(Stored items)

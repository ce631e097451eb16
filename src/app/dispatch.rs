//! Delivery of record-created events to the ingestion handler.
//!
//! Events arrive over a channel and each one runs on its own thread, with at
//! most `max_threads` in flight. A panicking handler is logged and does not
//! take the queue down.

use std::{
    sync::{
        atomic::{AtomicU16, Ordering},
        mpsc, Arc,
    },
    thread::{sleep, JoinHandle},
    time::Duration,
};

use crate::semantic::{IngestOutcome, RecordCreated, VectorIngestionHandler};

#[derive(Debug)]
pub enum Task {
    Ingest(RecordCreated),
    Shutdown,
}

pub struct Dispatcher {
    task_tx: mpsc::Sender<Task>,
    handle: Option<JoinHandle<()>>,
}

impl Dispatcher {
    pub fn start(handler: Arc<VectorIngestionHandler>, max_threads: u16) -> Self {
        let (task_tx, task_rx) = mpsc::channel::<Task>();

        let handle = std::thread::spawn(move || start_queue(task_rx, handler, max_threads.max(1)));

        Self {
            task_tx,
            handle: Some(handle),
        }
    }

    /// Queue an event. Fire-and-forget: the outcome is only logged.
    pub fn dispatch(&self, event: RecordCreated) {
        let id = event.id.clone();
        if self.task_tx.send(Task::Ingest(event)).is_err() {
            log::error!("ingestion queue is closed, dropping event for animal {id}");
        }
    }

    /// Stop accepting events and wait for in-flight ones to finish.
    pub fn shutdown(&mut self) {
        let Some(handle) = self.handle.take() else {
            return;
        };

        if self.task_tx.send(Task::Shutdown).is_err() {
            log::warn!("ingestion queue already stopped");
        }

        log::warn!("waiting for ingestion queue to stop");
        if let Err(err) = handle.join() {
            log::error!("ingestion queue panicked: {err:?}");
        }
    }
}

impl Drop for Dispatcher {
    fn drop(&mut self) {
        self.shutdown();
    }
}

fn throttle(counter: &AtomicU16, max_threads: u16) {
    while counter.load(Ordering::Relaxed) >= max_threads {
        sleep(Duration::from_millis(20));
    }
}

fn start_queue(
    task_rx: mpsc::Receiver<Task>,
    handler: Arc<VectorIngestionHandler>,
    max_threads: u16,
) {
    let thread_ctr = Arc::new(AtomicU16::new(0));

    log::debug!("waiting for events");
    while let Ok(task) = task_rx.recv() {
        let event = match task {
            Task::Ingest(event) => event,
            // graceful shutdown
            Task::Shutdown => break,
        };

        throttle(&thread_ctr, max_threads);
        thread_ctr.fetch_add(1, Ordering::Relaxed);

        let id = event.id.clone();
        let task_handle = std::thread::spawn({
            let handler = handler.clone();
            move || handler.handle(&event)
        });

        // handle thread panics
        let thread_counter = thread_ctr.clone();
        std::thread::spawn(move || {
            match task_handle.join() {
                Ok(IngestOutcome::Failed(_)) => {
                    log::debug!("animal {id} left without a vector")
                }
                Ok(_) => {}
                Err(err) => log::error!("ingestion of animal {id} panicked: {err:?}"),
            }

            thread_counter.fetch_sub(1, Ordering::Relaxed);
        });
    }

    while thread_ctr.load(Ordering::Relaxed) > 0 {
        sleep(Duration::from_millis(20));
    }
    log::info!("ingestion queue stopped");
}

Action item:
Please output exactly the lines between the one holding "for ingestion queue" and the one holding "while let Ok(task)" in the records above, inclusive, and nothing more.

Written response:
        log::warn!("waiting for ingestion queue to stop");
        if let Err(err) = handle.join() {
            log::error!("ingestion queue panicked: {err:?}");
        }
    }
}

impl Drop for Dispatcher {
    fn drop(&mut self) {
        self.shutdown();
    }
}

fn throttle(counter: &AtomicU16, max_threads: u16) {
    while counter.load(Ordering::Relaxed) >= max_threads {
        sleep(Duration::from_millis(20));
    }
}

fn start_queue(
    task_rx: mpsc::Receiver<Task>,
    handler: Arc<VectorIngestionHandler>,
    max_threads: u16,
) {
    let thread_ctr = Arc::new(AtomicU16::new(0));

    log::debug!("waiting for events");
    while let Ok(task) = task_rx.recv() {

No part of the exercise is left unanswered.